___ Data supplied
//! Threading bridge for Horizon Lattice.
//!
//! This crate lets a multi-threaded host drive an engine that is bound to the
//! thread that created it:
//!
//! - **Main-Thread Dispatch**: Run work on the engine's owning thread from any thread
//! - **Event Loop**: Pump dispatched calls, native timers and idle work
//! - **Timer Scheduler**: Repeating step sequences with cancel, skip, resume
//! - **Drift Compensation**: Timers that hold their average period under load
//! - **Callback Registry**: Stable handles for closures the engine calls back
//! - **Callback Protection**: Errors and panics captured with host and engine backtraces
//! - **Background Work**: Worker threads that stream results back to the owning thread
//!
//! # Dispatch Example
//!
//! ```
//! use horizon_lattice_bridge::{Engine, HostError};
//!
//! let engine = Engine::new();
//! let handle = engine.handle();
//!
//! let worker = std::thread::spawn(move || {
//!     handle.run_on_owning_thread(|| Err::<(), _>(HostError::new("DomainError", "bad input")))
//! });
//!
//! engine.run_until(|| worker.is_finished()).unwrap();
//! let err = worker.join().unwrap().unwrap_err();
//! assert_eq!(err.kind(), Some("DomainError"));
//! ```
//!
//! # Timer Example
//!
//! ```
//! use std::sync::Arc;
//! use std::sync::atomic::{AtomicUsize, Ordering};
//! use std::time::Duration;
//! use horizon_lattice_bridge::{Engine, Repeat, TimerBuilder};
//!
//! let engine = Engine::new();
//! let ends = Arc::new(AtomicUsize::new(0));
//! let ends_in = ends.clone();
//!
//! let timer = TimerBuilder::new()
//!     .interval(Duration::from_millis(2))
//!     .repeat(Repeat::Times(4))
//!     .step(|ctx| Ok(ctx.step_index()))
//!     .at_end(move |_| {
//!         ends_in.fetch_add(1, Ordering::SeqCst);
//!         Ok(())
//!     })
//!     .start(engine.handle())
//!     .unwrap();
//!
//! timer.wait().unwrap();
//! assert_eq!(ends.load(Ordering::SeqCst), 1);
//! ```
//!
//! # Callback Example
//!
//! ```
//! use horizon_lattice_bridge::{CallbackProtection, CallbackRegistry};
//!
//! let registry = CallbackRegistry::new();
//! let handle = registry.register(|args| Ok(args.join(",")));
//!
//! let out = CallbackProtection::invoke_protected(&registry, handle, &["a".into(), "b".into()]);
//! assert_eq!(out.unwrap(), "a,b");
//!
//! registry.unregister(handle);
//! assert!(CallbackProtection::invoke_protected(&registry, handle, &[]).is_err());
//! ```

mod background;
mod dispatcher;
mod engine;
mod error;
mod invocation;
pub mod logging;
mod protection;
mod registry;
mod scheduler;
mod task;
pub mod thread_check;
mod timer;

pub use background::{BackgroundConfig, BackgroundTask, BackgroundWork, Control, DEFAULT_POLL_INTERVAL, TaskContext};
pub use dispatcher::MainThreadDispatcher;
pub use engine::{
    BackgroundErrorHandler, DEFAULT_KEEPALIVE_TICK, Engine, EngineBuilder, EngineConfig, EngineHandle, EventLoop,
};
pub use error::{BridgeError, Result, TimerError};
pub use invocation::{CallState, CompletionSlot};
pub use logging::PerfSpan;
pub use protection::{CallbackProtection, CrossBoundaryError, EngineFrame, FrameGuard, HostError, HostResult};
pub use registry::{Callback, CallbackHandle, CallbackRegistry};
pub use scheduler::{
    CancelPolicy, DynamicInterval, EndHook, Interval, Repeat, StartParams, Step, StepContext, StepId, StepRef,
    TimerBuilder, TimerConfig, TimerScheduler, TimerState, TimerStatus,
};
pub use task::DEFAULT_IDLE_BATCH;
pub use thread_check::ThreadAffinity;
pub use timer::{NativeDelay, NativeTimerId, NativeTimerQueue};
______
Work required
Set down, unchanged, only those lines above that fall between the line with "from any thread" and the line with "cancel, skip, resume", the two end lines included.

Answer to the problem
//! - **Main-Thread Dispatch**: Run work on the engine's owning thread from any thread
//! - **Event Loop**: Pump dispatched calls, native timers and idle work
//! - **Timer Scheduler**: Repeating step sequences with cancel, skip, resume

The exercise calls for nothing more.